Samedi, c'était au tour des parents d' Eefje Lambreks de s'exprimer, à huis clos eux aussi. Il en est ressorti qu'eux non plus n'ont pas été pris au sérieux avant dix jours, qu'ils sont choqués par la rumeur, déçue, selon laquelle on pouvait retrouver leur fille vivante. Ils ont aussi fait état de «perturbations dans les communications des , services de recherches».

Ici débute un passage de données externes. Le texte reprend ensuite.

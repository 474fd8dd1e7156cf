//! Speech model served over HTTP
//!
//! The request record is posted as JSON to `{base_url}/v1/tts_with_preset`;
//! the server answers with `{"candidates": [AudioData], "seed": u64 | null}`.

use crate::config::ServerConfig;
use crate::error::{FrontendError, FrontendResult};
use crate::provider::SpeechModel;
use crate::types::{ModelInfo, SynthesisOutput, SynthesisRequest};
use async_trait::async_trait;
use std::time::Duration;

pub struct HttpSpeechModel {
    /// HTTP client
    client: reqwest::Client,
    /// Configuration
    config: ServerConfig,
}

impl HttpSpeechModel {
    pub fn new(config: ServerConfig) -> FrontendResult<Self> {
        if config.base_url.trim().is_empty() {
            return Err(FrontendError::Configuration(
                "server base_url must not be empty".to_string(),
            ));
        }
        let client = reqwest::Client::builder()
            .timeout(Duration::from_secs(config.timeout_secs))
            .build()?;

        Ok(Self { client, config })
    }

    fn endpoint(&self, path: &str) -> String {
        format!("{}{}", self.config.base_url.trim_end_matches('/'), path)
    }
}

#[async_trait]
impl SpeechModel for HttpSpeechModel {
    async fn tts_with_preset(&self, request: SynthesisRequest) -> FrontendResult<SynthesisOutput> {
        let url = self.endpoint("/v1/tts_with_preset");
        log::debug!(
            "POST {} ({} chars, preset {}, k={})",
            url,
            request.text.chars().count(),
            request.preset,
            request.k
        );

        let mut req_builder = self.client.post(&url).json(&request);

        if let Some(api_key) = &self.config.api_key {
            req_builder = req_builder.header("Authorization", format!("Bearer {}", api_key));
        }

        let response = req_builder.send().await?;

        if !response.status().is_success() {
            let status = response.status();
            let body = response
                .text()
                .await
                .unwrap_or_else(|_| "Failed to read error body".to_string());
            return Err(FrontendError::Generation(format!(
                "Server returned error {}: {}",
                status, body
            )));
        }

        let output: SynthesisOutput = response.json().await?;
        if output.candidates.is_empty() {
            return Err(FrontendError::Generation(
                "server returned no candidates".to_string(),
            ));
        }

        Ok(output)
    }

    fn model_info(&self) -> ModelInfo {
        ModelInfo {
            id: "tortoise".to_string(),
            name: "Tortoise TTS".to_string(),
            description: Some(format!("remote model at {}", self.config.base_url)),
        }
    }
}
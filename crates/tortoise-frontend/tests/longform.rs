use async_trait::async_trait;
use std::path::Path;
use std::sync::{Arc, Mutex};
use tempfile::TempDir;
use tortoise_frontend::audio::{read_wav, write_wav};
use tortoise_frontend::{
    AudioData, CONDITIONING_SAMPLE_RATE, DirectoryVoiceStore, FrontendConfig, LongformRequest,
    ModelInfo, OUTPUT_SAMPLE_RATE, Preset, SpeechModel, SpeechSession, SplitMode,
    SynthesisOutput, SynthesisRequest, VoiceOption, VoiceStore,
};

/// Emits one 0.1 s clip per request whose level is the number of reference clips.
#[derive(Default)]
struct CountingModel {
    seen: Mutex<Vec<(String, usize)>>,
}

#[async_trait]
impl SpeechModel for CountingModel {
    async fn tts_with_preset(
        &self,
        request: SynthesisRequest,
    ) -> tortoise_frontend::FrontendResult<SynthesisOutput> {
        let clips = request.voice_samples.as_ref().map_or(0, |s| s.len());
        self.seen.lock().unwrap().push((request.text.clone(), clips));
        Ok(SynthesisOutput {
            candidates: vec![AudioData::mono(
                vec![clips as f32 / 10.0; (OUTPUT_SAMPLE_RATE / 10) as usize],
                OUTPUT_SAMPLE_RATE,
            )],
            seed: None,
        })
    }

    fn model_info(&self) -> ModelInfo {
        ModelInfo {
            id: "counting".to_string(),
            name: "Counting model".to_string(),
            description: None,
        }
    }
}

fn write_clip(dir: &Path, voice: &str, file: &str, sample_rate: u32) {
    let clip = AudioData {
        samples: vec![0.1; 200],
        channels: 2,
        sample_rate,
    };
    write_wav(dir.join(voice).join(file), &clip).unwrap();
}

fn setup() -> (TempDir, Arc<CountingModel>, SpeechSession) {
    let _ = env_logger::builder().is_test(true).try_init();

    let dir = TempDir::new().unwrap();
    let voices = dir.path().join("voices");
    write_clip(&voices, "tom", "1.wav", CONDITIONING_SAMPLE_RATE);
    write_clip(&voices, "tom", "2.wav", 44_100);
    write_clip(&voices, "emma", "1.wav", CONDITIONING_SAMPLE_RATE);
    std::fs::create_dir_all(voices.join("not_a_voice")).unwrap();

    let config = FrontendConfig {
        voice_dirs: vec![voices],
        output_dir: dir.path().join("outputs"),
        longform_dir: dir.path().join("longform"),
        run_log: dir.path().join("runs.log"),
        script_log: dir.path().join("scripts.log"),
        ..FrontendConfig::default()
    };
    let model = Arc::new(CountingModel::default());
    let store = Arc::new(DirectoryVoiceStore::new(config.voice_dirs.clone()));
    let session = SpeechSession::new(model.clone(), store, config);
    (dir, model, session)
}

#[tokio::test]
async fn test_store_lists_voices_on_disk() {
    let (_dir, _model, session) = setup();
    assert_eq!(
        session.store().available_voices(),
        vec![VoiceOption::Tom, VoiceOption::Emma]
    );
}

#[tokio::test]
async fn test_longform_with_directory_voices() {
    let (dir, model, session) = setup();

    let script = dir.path().join("chapter.txt");
    std::fs::write(&script, "The tortoise set off at dawn.\n\nThe hare slept.\n").unwrap();

    let request = LongformRequest {
        text: None,
        script: Some(script),
        voice: VoiceOption::Tom,
        voice_b: VoiceOption::Emma,
        preset: Preset::UltraFast,
        seed: Some(3),
        split: SplitMode::Newline,
        ..LongformRequest::new("chapter", "")
    };
    let output = session.longform(request).await.unwrap();

    assert_eq!(
        output.passages,
        vec!["The tortoise set off at dawn.", "The hare slept."]
    );
    // tom contributes two clips, emma one
    assert!(model.seen.lock().unwrap().iter().all(|(_, clips)| *clips == 3));

    let combined = read_wav(&output.output_path).unwrap();
    assert_eq!(combined.sample_rate, OUTPUT_SAMPLE_RATE);
    assert!((combined.duration_secs() - 0.2).abs() < 1e-9);
    assert!(dir.path().join("longform/chapter/2.wav").is_file());

    let log = std::fs::read_to_string(dir.path().join("scripts.log")).unwrap();
    assert!(log.contains("| Voice: tom,emma |"));
    assert!(log.contains("| Quality: ultra_fast |"));
    assert!(log.trim_end().ends_with("Seed: 3"));
}

#[tokio::test]
async fn test_unknown_voice_is_reported() {
    let (_dir, model, session) = setup();
    let request = LongformRequest {
        voice: VoiceOption::Freeman,
        ..LongformRequest::new("missing", "Hello there.")
    };

    let err = session.longform(request).await.unwrap_err();
    assert!(matches!(err, tortoise_frontend::FrontendError::VoiceNotFound(_)));
    assert!(model.seen.lock().unwrap().is_empty());
}
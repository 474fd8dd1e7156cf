use thiserror::Error;

/// Errors raised while preparing or running a synthesis
#[derive(Error, Debug)]
pub enum FrontendError {
    /// Missing or malformed user input, reported back to whoever filled in the form
    #[error("{0}")]
    Validation(String),

    /// Voice name is not in the catalog or not present on disk
    #[error("Voice not found: '{0}'")]
    VoiceNotFound(String),

    /// Invalid voice data
    #[error("Invalid voice data: {0}")]
    InvalidVoiceData(String),

    /// Audio generation failed
    #[error("Audio generation failed: {0}")]
    Generation(String),

    /// Invalid configuration
    #[error("Invalid configuration: {0}")]
    Configuration(String),

    /// IO error
    #[error("IO error: {0}")]
    Io(#[from] std::io::Error),

    /// WAV encoding or decoding error
    #[error("WAV error: {0}")]
    Wav(#[from] hound::Error),

    /// Serialization error
    #[error("Serialization error: {0}")]
    Serialization(String),

    #[cfg(feature = "server")]
    #[error("HTTP error: {0}")]
    Http(#[from] reqwest::Error),
}

impl FrontendError {
    pub fn validation(message: impl Into<String>) -> Self {
        FrontendError::Validation(message.into())
    }

    /// Whether this error should be shown to the user as an input problem.
    pub fn is_validation(&self) -> bool {
        matches!(self, FrontendError::Validation(_))
    }
}

impl From<serde_json::Error> for FrontendError {
    fn from(err: serde_json::Error) -> Self {
        FrontendError::Serialization(err.to_string())
    }
}

impl From<toml::de::Error> for FrontendError {
    fn from(err: toml::de::Error) -> Self {
        FrontendError::Configuration(err.to_string())
    }
}

/// Result type for front-end operations
pub type FrontendResult<T> = Result<T, FrontendError>;
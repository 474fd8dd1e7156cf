//! Append-only plain-text record of every synthesis run

use crate::error::FrontendResult;
use crate::presets::Preset;
use crate::voices::{VoiceOption, join_identifiers};
use chrono::{DateTime, Local};
use std::io::Write;
use std::path::{Path, PathBuf};
use std::time::Duration;

const TIMESTAMP_FORMAT: &str = "%Y-%m-%d %H:%M:%S%.6f";

/// One line of the run log
#[derive(Debug, Clone)]
pub struct RunLogEntry {
    pub timestamp: DateTime<Local>,
    pub voices: Vec<VoiceOption>,
    pub text: String,
    pub preset: Preset,
    pub elapsed: Duration,
    pub seed: Option<u64>,
}

impl std::fmt::Display for RunLogEntry {
    fn fmt(&self, f: &mut std::fmt::Formatter<'_>) -> std::fmt::Result {
        let seed = self
            .seed
            .map(|s| s.to_string())
            .unwrap_or_else(|| "None".to_string());
        write!(
            f,
            "{} | Voice: {} | Text: {} | Quality: {} | Time Taken (s): {} | Seed: {}",
            self.timestamp.format(TIMESTAMP_FORMAT),
            join_identifiers(&self.voices),
            self.text,
            self.preset,
            self.elapsed.as_secs_f64(),
            seed
        )
    }
}

/// Handle on a log file. Writes are unsynchronized appends.
#[derive(Debug, Clone)]
pub struct RunLog {
    path: PathBuf,
}

impl RunLog {
    pub fn new(path: impl Into<PathBuf>) -> Self {
        Self { path: path.into() }
    }

    pub fn path(&self) -> &Path {
        &self.path
    }

    pub fn append(&self, entry: &RunLogEntry) -> FrontendResult<()> {
        self.append_line(&format!("{entry}\n"))
    }

    /// Separator written once when a long-form front-end starts up.
    pub fn write_banner(&self) -> FrontendResult<()> {
        self.append_line(&format!(
            "\n\n-------------------------Tortoise TTS Scripts Logs, {}-------------------------\n",
            Local::now().format(TIMESTAMP_FORMAT)
        ))
    }

    fn append_line(&self, line: &str) -> FrontendResult<()> {
        if let Some(parent) = self.path.parent() {
            if !parent.as_os_str().is_empty() {
                std::fs::create_dir_all(parent)?;
            }
        }
        let mut file = std::fs::OpenOptions::new()
            .create(true)
            .append(true)
            .open(&self.path)?;
        file.write_all(line.as_bytes())?;
        Ok(())
    }
}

Puis vint le tour de la famille Benaïssa. Même son de cloche chez Me Arnouts. Sans suspecter l'intégralité du système judiciaire, avançant avec prudence, il eut cette sortie: Pris globalement, les manquements de 1992 (N.D.L.R.: au début de l'enquête de la disparition de loubna) sont effroyables.

On peut craindre des choses plus graves que des négligences.

Et d'égrener une suite de faits troublants: un suspect appréhendé puis relâché trop tôt, des traces dans sa voiture (sang et cheveux) jamais analysées par les labora toires de la police scientifique, des chiens-pisteurs jamais venus sur les lieux, des enquêtes de voisinage bâclées. Mais le pire tient à deux fautes incroyables: on n'a désigné aucun juge d'instruction, on a même refusé de le faire, et quand la famille a émis l'idée de prendre un avocat, on l'en a dissuadée. «Nabela avait 14 ans à l'époque et son père maîtrisait peu le français, même s'il était accompagné d'un interprète», a rappelé le défenseur. Pire encore, il a envoyé un courrier sur un lien

de connexité avec la piste Dutroux sur base du témoignage d'un client: la lettre n'apparaît dans aucun des deux dossiers! Où a -t’elle disparu ?

«Certes,a-t-il reconnu, chez certains hommes de terrain ne manquaient ni la motivation ni la diligence, mais on peut se demander s'il n'y eut pas volonté délibérée de ne pas aller plus loin, de ne pas chercher la vérité.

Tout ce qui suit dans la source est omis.